From difficult coworkers to traffic jams, stress management techniques are the key to thriving in a world where stress and overwhelm are all too common. If you or someone you know has a mental illness, is struggling emotionally, or has concerns about their mental health, there are ways to get help. Stress is the physical or mental response to an external cause, such as having a lot of homework or having an illness. A stressor may be a one-time or short-term occurrence, or it can happen repeatedly over a long time. The 988 Lifeline Chat and Text offers free and confidential emotional support for people in crisis and those supporting a person in crisis. Loneliness is feeling like you do not have meaningful or close relationships or a sense of belonging.
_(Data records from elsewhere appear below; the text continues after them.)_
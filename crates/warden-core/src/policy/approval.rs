//! Approval tokens for high-risk actions.
//!
//! Tokens are HMAC-SHA256 based, bound to an (action, principal,
//! issued-at) triple, expire after a configurable TTL, and are single-use.
//! Format: `warden_ap_<issued_ms>_<hmac_hex>` where the HMAC is computed
//! over `<action>:<principal>:<issued_ms>`.

use std::collections::HashSet;
use std::sync::Mutex;
use std::time::Duration;

use chrono::Utc;
use hmac::{Hmac, Mac};
use sha2::Sha256;

type HmacSha256 = Hmac<Sha256>;

/// Token prefix used to identify warden approval tokens.
const TOKEN_PREFIX: &str = "warden_ap_";

/// Default token lifetime.
pub const DEFAULT_TTL: Duration = Duration::from_secs(15 * 60);

/// Errors that can occur during approval-token operations.
#[derive(Debug, thiserror::Error)]
pub enum ApprovalError {
    #[error("invalid approval token format: {0}")]
    InvalidFormat(String),

    #[error("approval token HMAC verification failed")]
    HmacMismatch,

    #[error("approval token expired")]
    Expired,

    #[error("approval token already used")]
    AlreadyUsed,

    #[error("missing approval secret")]
    MissingSecret,
}

/// Configuration for approval-token issuance and redemption.
#[derive(Debug, Clone)]
pub struct ApprovalConfig {
    /// The HMAC secret key bytes.
    pub secret: Vec<u8>,
    /// How long a token stays redeemable after issuance.
    pub ttl: Duration,
}

impl ApprovalConfig {
    pub fn new(secret: Vec<u8>) -> Self {
        Self {
            secret,
            ttl: DEFAULT_TTL,
        }
    }

    pub fn with_ttl(mut self, ttl: Duration) -> Self {
        self.ttl = ttl;
        self
    }

    /// Build a config from the `WARDEN_APPROVAL_SECRET` environment
    /// variable (hex-encoded).
    pub fn from_env() -> Result<Self, ApprovalError> {
        let secret_hex =
            std::env::var("WARDEN_APPROVAL_SECRET").map_err(|_| ApprovalError::MissingSecret)?;
        let secret = hex::decode(&secret_hex).map_err(|e| {
            ApprovalError::InvalidFormat(format!("WARDEN_APPROVAL_SECRET is not valid hex: {e}"))
        })?;
        Ok(Self::new(secret))
    }
}

/// Issues and redeems single-use approval tokens.
pub struct ApprovalService {
    config: ApprovalConfig,
    /// HMAC hex of every redeemed token; redemption is single-use.
    consumed: Mutex<HashSet<String>>,
}

impl ApprovalService {
    pub fn new(config: ApprovalConfig) -> Self {
        Self {
            config,
            consumed: Mutex::new(HashSet::new()),
        }
    }

    /// Issue an approval token bound to (action, principal, now).
    pub fn issue(&self, action: &str, principal: &str) -> String {
        let issued_ms = Utc::now().timestamp_millis();
        let mac = compute_hmac(
            &self.config.secret,
            message(action, principal, issued_ms).as_bytes(),
        );
        format!("{TOKEN_PREFIX}{issued_ms}_{}", hex::encode(mac))
    }

    /// Redeem a token for the given action and principal.
    ///
    /// Checks, in order: format, HMAC (constant-time), expiry, reuse.
    /// A successful redemption consumes the token.
    pub fn redeem(
        &self,
        token: &str,
        action: &str,
        principal: &str,
    ) -> Result<(), ApprovalError> {
        let rest = token.strip_prefix(TOKEN_PREFIX).ok_or_else(|| {
            ApprovalError::InvalidFormat(format!("token must start with {TOKEN_PREFIX:?}"))
        })?;

        let (issued_str, hmac_hex) = rest.split_once('_').ok_or_else(|| {
            ApprovalError::InvalidFormat("expected underscore between timestamp and hmac".into())
        })?;

        let issued_ms: i64 = issued_str.parse().map_err(|e| {
            ApprovalError::InvalidFormat(format!("invalid issued-at timestamp: {e}"))
        })?;

        let provided_mac = hex::decode(hmac_hex)
            .map_err(|e| ApprovalError::InvalidFormat(format!("invalid hex in hmac: {e}")))?;

        verify_hmac_constant_time(
            &self.config.secret,
            message(action, principal, issued_ms).as_bytes(),
            &provided_mac,
        )?;

        let age_ms = Utc::now().timestamp_millis() - issued_ms;
        if age_ms < 0 || age_ms as u128 > self.config.ttl.as_millis() {
            return Err(ApprovalError::Expired);
        }

        let mut consumed = self.consumed.lock().expect("approval lock poisoned");
        if !consumed.insert(hmac_hex.to_owned()) {
            return Err(ApprovalError::AlreadyUsed);
        }

        Ok(())
    }
}

fn message(action: &str, principal: &str, issued_ms: i64) -> String {
    format!("{action}:{principal}:{issued_ms}")
}

/// Compute HMAC-SHA256 over the given message with the given key.
fn compute_hmac(key: &[u8], message: &[u8]) -> Vec<u8> {
    let mut mac = HmacSha256::new_from_slice(key).expect("HMAC can take key of any size");
    mac.update(message);
    mac.finalize().into_bytes().to_vec()
}

/// Verify HMAC using the `hmac` crate's constant-time comparison.
fn verify_hmac_constant_time(
    key: &[u8],
    message: &[u8],
    expected_mac: &[u8],
) -> Result<(), ApprovalError> {
    let mut mac = HmacSha256::new_from_slice(key).expect("HMAC can take key of any size");
    mac.update(message);
    mac.verify_slice(expected_mac)
        .map_err(|_| ApprovalError::HmacMismatch)
}

#[cfg(test)]
mod tests {
    use super::*;

    fn service() -> ApprovalService {
        ApprovalService::new(ApprovalConfig::new(b"approval-test-secret".to_vec()))
    }

    #[test]
    fn issue_and_redeem_roundtrip() {
        let service = service();
        let token = service.issue("deploy_production", "alice");
        service
            .redeem(&token, "deploy_production", "alice")
            .unwrap();
    }

    #[test]
    fn token_is_single_use() {
        let service = service();
        let token = service.issue("deploy_production", "alice");
        service
            .redeem(&token, "deploy_production", "alice")
            .unwrap();
        let err = service
            .redeem(&token, "deploy_production", "alice")
            .unwrap_err();
        assert!(matches!(err, ApprovalError::AlreadyUsed));
    }

    #[test]
    fn token_is_bound_to_action() {
        let service = service();
        let token = service.issue("deploy_production", "alice");
        let err = service.redeem(&token, "drop_database", "alice").unwrap_err();
        assert!(matches!(err, ApprovalError::HmacMismatch));
    }

    #[test]
    fn token_is_bound_to_principal() {
        let service = service();
        let token = service.issue("deploy_production", "alice");
        let err = service
            .redeem(&token, "deploy_production", "mallory")
            .unwrap_err();
        assert!(matches!(err, ApprovalError::HmacMismatch));
    }

    #[test]
    fn expired_token_is_rejected() {
        let service = ApprovalService::new(
            ApprovalConfig::new(b"approval-test-secret".to_vec())
                .with_ttl(Duration::from_millis(0)),
        );
        let token = service.issue("deploy", "alice");
        std::thread::sleep(Duration::from_millis(5));
        let err = service.redeem(&token, "deploy", "alice").unwrap_err();
        assert!(matches!(err, ApprovalError::Expired));
    }

    #[test]
    fn tampered_hmac_is_rejected() {
        let service = service();
        let token = service.issue("deploy", "alice");
        let mut tampered = token.clone();
        let last = tampered.pop().unwrap();
        tampered.push(if last == 'a' { 'b' } else { 'a' });
        let err = service.redeem(&tampered, "deploy", "alice").unwrap_err();
        assert!(matches!(err, ApprovalError::HmacMismatch));
    }

    #[test]
    fn wrong_secret_is_rejected() {
        let issuer = service();
        let token = issuer.issue("deploy", "alice");
        let verifier =
            ApprovalService::new(ApprovalConfig::new(b"a-different-secret".to_vec()));
        let err = verifier.redeem(&token, "deploy", "alice").unwrap_err();
        assert!(matches!(err, ApprovalError::HmacMismatch));
    }

    #[test]
    fn malformed_tokens_are_rejected() {
        let service = service();
        for bad in ["", "warden_ap_", "warden_ap_abc", "nope_123_abcd", "warden_ap_12_zz!"] {
            let err = service.redeem(bad, "deploy", "alice").unwrap_err();
            assert!(
                matches!(err, ApprovalError::InvalidFormat(_)),
                "token {bad:?} should be rejected as malformed, got {err:?}"
            );
        }
    }
}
Strengthen your mental fitness
People with chronic stress are at risk of having a final breakdown that can lead to suicide, violent actions, a heart attack, or stroke. You can learn more about getting help on the NIMH website. You can also learn about finding support and locating mental health services in your area on the Substance Abuse and Mental Health Services Administration website. Use these free digital, outreach materials in your community and on social media to spread the word about mental health.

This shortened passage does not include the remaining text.